If tourism is part of the commodification of everyday life in Tokyo city, then the photographer tourist is an anxious figure , as they are very aware that their drifting could lead to becoming hopelessly lost in the city It takes time and walking experience to construct a map of Shinkju so that you are able to find your way around the ward with no knowledge of the Japanese language. There was no way that I was a master of Shinjuku’s spaces.
There was no way that I was standing outside the mass looking on without being implicated in it or claiming a particular knowledge of them despite engaging in making photos of these spaces. Whilst walking Tokyo city with its mediascape with its surfeit of signs that are no longer anchored to referents there was no need to go beyond being a tourist to become a travel professional. I had no list of obligatory sights nor was being in Shinjuku predetermined, or planned through a packaged and guided tour. That guided tour came after the 5 days in Tokyo with the Basho tour and walking the Kumano Kodo.
The figure of the tourist as flâneur is not one of being a mindless consumer or a shopping mall rat since the type of gaze cultivated by flânerie is mobile, fragmented, momentary, and open to chance. Photographic flânerie, which has its roots in early 20th century (Kertész, Brassaï, Atget), has an evident connection with the gaze of flânerie—its mobility, instantaneity, transitivity, fragmentation, and openness to chance. It registers and affirms the random and the uncontrolled.

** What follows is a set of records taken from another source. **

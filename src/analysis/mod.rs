// Tue Jan 13 2026 - Alex

pub mod header;
pub mod string;

pub use header::{analyze, shannon_entropy, HeaderAnalyzer, HeaderInfo, MagicCandidate};
pub use string::{extract_strings, ExtractedString, StringIter};
// Tue Jan 13 2026 - Alex

use crate::pattern::EncodingError;
use crate::utils::hex::to_hex;
use bitflags::bitflags;
use serde::{Deserialize, Serialize};
use std::fmt;

/// The byte layouts a firmware author plausibly used to store a small integer.
#[derive(Debug, Clone, Copy, PartialEq, Eq, Hash, Serialize, Deserialize)]
pub enum EncodingFamily {
    OneByte,
    U16Le,
    U16Be,
    U16LeX10,
    U16LeX100,
}

impl EncodingFamily {
    /// Enumeration order used by the encoder and the scanner.
    pub const ALL: [EncodingFamily; 5] = [
        EncodingFamily::OneByte,
        EncodingFamily::U16Le,
        EncodingFamily::U16Be,
        EncodingFamily::U16LeX10,
        EncodingFamily::U16LeX100,
    ];

    /// Two-byte families in the order suggestion matching tries them.
    pub const WIDE: [EncodingFamily; 4] = [
        EncodingFamily::U16Le,
        EncodingFamily::U16Be,
        EncodingFamily::U16LeX10,
        EncodingFamily::U16LeX100,
    ];

    pub fn width(&self) -> usize {
        match self {
            EncodingFamily::OneByte => 1,
            _ => 2,
        }
    }

    pub fn scale(&self) -> u64 {
        match self {
            EncodingFamily::U16LeX10 => 10,
            EncodingFamily::U16LeX100 => 100,
            _ => 1,
        }
    }

    pub fn flag(&self) -> FamilySet {
        match self {
            EncodingFamily::OneByte => FamilySet::ONE_BYTE,
            EncodingFamily::U16Le => FamilySet::U16_LE,
            EncodingFamily::U16Be => FamilySet::U16_BE,
            EncodingFamily::U16LeX10 => FamilySet::U16_LE_X10,
            EncodingFamily::U16LeX100 => FamilySet::U16_LE_X100,
        }
    }

    pub fn as_str(&self) -> &'static str {
        match self {
            EncodingFamily::OneByte => "u8",
            EncodingFamily::U16Le => "u16le",
            EncodingFamily::U16Be => "u16be",
            EncodingFamily::U16LeX10 => "u16le*10",
            EncodingFamily::U16LeX100 => "u16le*100",
        }
    }
}

impl fmt::Display for EncodingFamily {
    fn fmt(&self, f: &mut fmt::Formatter<'_>) -> fmt::Result {
        write!(f, "{}", self.as_str())
    }
}

bitflags! {
    /// Subset of encoding families a scan considers.
    #[derive(Debug, Clone, Copy, PartialEq, Eq, Hash, Serialize, Deserialize)]
    #[serde(transparent)]
    pub struct FamilySet: u8 {
        const ONE_BYTE = 1 << 0;
        const U16_LE = 1 << 1;
        const U16_BE = 1 << 2;
        const U16_LE_X10 = 1 << 3;
        const U16_LE_X100 = 1 << 4;
    }
}

impl FamilySet {
    /// Families in this set, in enumeration order.
    pub fn families(self) -> impl Iterator<Item = EncodingFamily> {
        EncodingFamily::ALL
            .into_iter()
            .filter(move |family| self.contains(family.flag()))
    }
}

impl Default for FamilySet {
    fn default() -> Self {
        FamilySet::all()
    }
}

#[derive(Debug, Clone, PartialEq, Eq, Hash, Serialize)]
pub struct EncodedRepresentation {
    pub family: EncodingFamily,
    pub bytes: Vec<u8>,
}

impl EncodedRepresentation {
    pub fn len(&self) -> usize {
        self.bytes.len()
    }

    pub fn is_empty(&self) -> bool {
        self.bytes.is_empty()
    }

    pub fn to_hex(&self) -> String {
        to_hex(&self.bytes)
    }
}

impl fmt::Display for EncodedRepresentation {
    fn fmt(&self, f: &mut fmt::Formatter<'_>) -> fmt::Result {
        write!(f, "{} ({})", self.to_hex(), self.family)
    }
}

pub fn encode(value: u64, family: EncodingFamily) -> Result<EncodedRepresentation, EncodingError> {
    let out_of_range = || EncodingError::OutOfRange { value, family };
    let scaled = value.checked_mul(family.scale()).ok_or_else(out_of_range)?;

    let bytes = match family {
        EncodingFamily::OneByte => vec![u8::try_from(scaled).map_err(|_| out_of_range())?],
        EncodingFamily::U16Be => u16::try_from(scaled)
            .map_err(|_| out_of_range())?
            .to_be_bytes()
            .to_vec(),
        EncodingFamily::U16Le | EncodingFamily::U16LeX10 | EncodingFamily::U16LeX100 => {
            u16::try_from(scaled)
                .map_err(|_| out_of_range())?
                .to_le_bytes()
                .to_vec()
        }
    };

    Ok(EncodedRepresentation { family, bytes })
}

/// Every family that can hold `value`, in enumeration order. Families the value
/// does not fit are left out.
pub fn encodings_for(value: u64) -> Vec<EncodedRepresentation> {
    encodings_in(value, FamilySet::all())
}

pub fn encodings_in(value: u64, families: FamilySet) -> Vec<EncodedRepresentation> {
    families
        .families()
        .filter_map(|family| match encode(value, family) {
            Ok(rep) => Some(rep),
            Err(e) => {
                log::trace!("Skipping representation: {}", e);
                None
            }
        })
        .collect()
}

/// Inverse of [`encode`]. `None` when the width is wrong or the raw value is not
/// a multiple of the family scale.
pub fn decode(bytes: &[u8], family: EncodingFamily) -> Option<u64> {
    if bytes.len() != family.width() {
        return None;
    }

    let raw = match family {
        EncodingFamily::OneByte => bytes[0] as u64,
        EncodingFamily::U16Be => u16::from_be_bytes([bytes[0], bytes[1]]) as u64,
        _ => u16::from_le_bytes([bytes[0], bytes[1]]) as u64,
    };

    let scale = family.scale();
    if raw % scale != 0 {
        return None;
    }
    Some(raw / scale)
}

However, the proliferation, repetition, and imitation in street photography gradually transforms certain types of images into visual clichés due to the burgeoning flow of vernacular images of everyday life on social media. Despite this the strength of photographic flânerie is its ability to make sense of the changing social condition by means of perambulating urban non-expert mediated observations. This implies the idea of the flânerie in the post modern city in the early 21st century as a specific practice of observation, knowledge accumulation, and production of texts.